If all goes well I'll release 2.3.5 with a fix before I go full caveman the next two weeks without internet.
-
Thanks for being fast. I was thinking this could a very weird error that keep it broken for weeks... xD
Maybe this explain the strange broken pngs i was getting sometimes, if buffer didn't clear fully things could be mixed up.
Good work man!
-
So I just got access to MobyGames' API aswell, that's pretty cool! They have pretty high restrictions on request usage (which is absolutely understandable), so when I include it it can mostly be used for command line scraping of just a few games that might not be found by the other modules. It won't be in 2.3.5 though, but just wanted to let you know of the good news.
2.3.5 is almost ready now btw. I've been testing it like crazy since yesterday and I can't get it to mix up game data anymore. So that's good!
-
PLEASE UPDATE ASAP!!! Quick note: I urge you all to completely remove your "[homedir]/.skyscraper/dbs" folder as it contains faulty data. If you don't it will just reuse those data and it will appear as if the mixed entry bug hasn't been fixed at all!
Skyscraper version 2.3.5 released: https://github.com/muldjord/skyscraper
- IMPORTANT: Fixed bug that caused resources to be mixed up between games because Qt's network cache wasn't cleared (Probably not a Qt bug, but a DAMN hard bug to spot either way). All previous Skyscraper releases have this bug, SO PLEASE UPDATE!!!
- Made 'scummvm' parsing look for config in homedir aswell ('.scummvmrc')
- Now always removes brackets from returned titles
- Now always shows current scraping module in output
- Optimized search matching even more
- No longer asks user about skipping entries if filenames are provided on command line
This release should make mixed entries a thing of the past. I thought this bug was related to the local database cache (and I thought I already fixed it). But it was not! It was related to Qt's internal network requests caching its own data and sometimes returning the data of the previous request. After I included a full cache clear on it, I can no longer make it mix up entries. I've been testing it for well over 15 times on thousands of entries over the last two days. Before this fix I got the problem within 3 tries. I haven't been able to since.

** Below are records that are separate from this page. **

//! Stowage Core
//!
//! Request-scoped reactive state stores. A store is defined once (id,
//! initial-state factory, getters, actions) and resolved per execution
//! context, so concurrent requests never share state.
//!
//! It implements:
//!
//! - Reactive primitives (signals, memos, effects)
//! - Deep patching of partial state, coalesced into one notification
//! - Ordered mutation subscriptions
//! - Memoized getters
//! - A registry keyed by execution context, with hydration support
//!
//! # Architecture
//!
//! - `reactive`: signals, memos, effects and dependency tracking
//! - `store`: store definitions, instances, patching and notification
//! - `context`: execution-context handles and the per-context registry
//! - `devtools`: optional observer for external state inspectors
//!
//! # Example
//!
//! ```rust
//! use serde_json::json;
//! use stowage_core::{define_store, ContextId, StoreDefinition};
//!
//! let use_counter = define_store(
//!     StoreDefinition::builder("counter")
//!         .state(|| json!({ "n": 0 }))
//!         .getter("double", |state, _| json!(state["n"].as_i64().unwrap_or(0) * 2))
//!         .action("increment", |store, _| {
//!             let n = store.state()["n"].as_i64().unwrap_or(0) + 1;
//!             store.patch(json!({ "n": n }))?;
//!             Ok(json!(n))
//!         })
//!         .build()
//!         .unwrap(),
//! );
//!
//! let request = ContextId::new();
//! let counter = use_counter.get_in(request).unwrap();
//! counter.dispatch("increment", &[]).unwrap();
//! assert_eq!(counter.getter("double").unwrap(), json!(2));
//! ```

pub mod reactive;
pub mod store;
pub mod context;
pub mod devtools;
pub mod error;

pub use context::{ContextGuard, ContextId, ExecutionContext, Registry, StateProvider};
pub use devtools::{Inspector, StoreObserver};
pub use error::{Error, Result};
pub use store::{
    define_store, MutationEvent, MutationKind, Store, StoreDefinition, Subscription, UseStore, WeakStore,
};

I've also improved the search matching even more, which should now result in some positives that were filtered out before are now back in. Quite a lot actually. With that said, there will be the occasional false-positive still. It can't be prevented 100%. If you are very strict about this, please remember that you can set the "Minimum search percentage match" with the "-m" command line parameter.
If you experience problems with this release, please let me know. Also, I will be without internet for the next couple of weeks, so I won't be able to provide support or comment.
Please update asap! And happy scraping! :)
-
@muldjord Do you made a enquiry to add this scraper as standard installation of RetroPie?
-
@cyperghost No, I'm not sure how that works. Someone told me to contact someone on the forum, but I haven't had the time to look into it yet.
-
@muldjord Thanks for the update. Quick question: Is ~/skyscraper the new homedir? Before it was ~/.skyscraper. Just want to be sure.
-
@analoghero Homedir is still "~/.skyscraper". I can see the confusion. Perhaps I should change the github instructions a bit.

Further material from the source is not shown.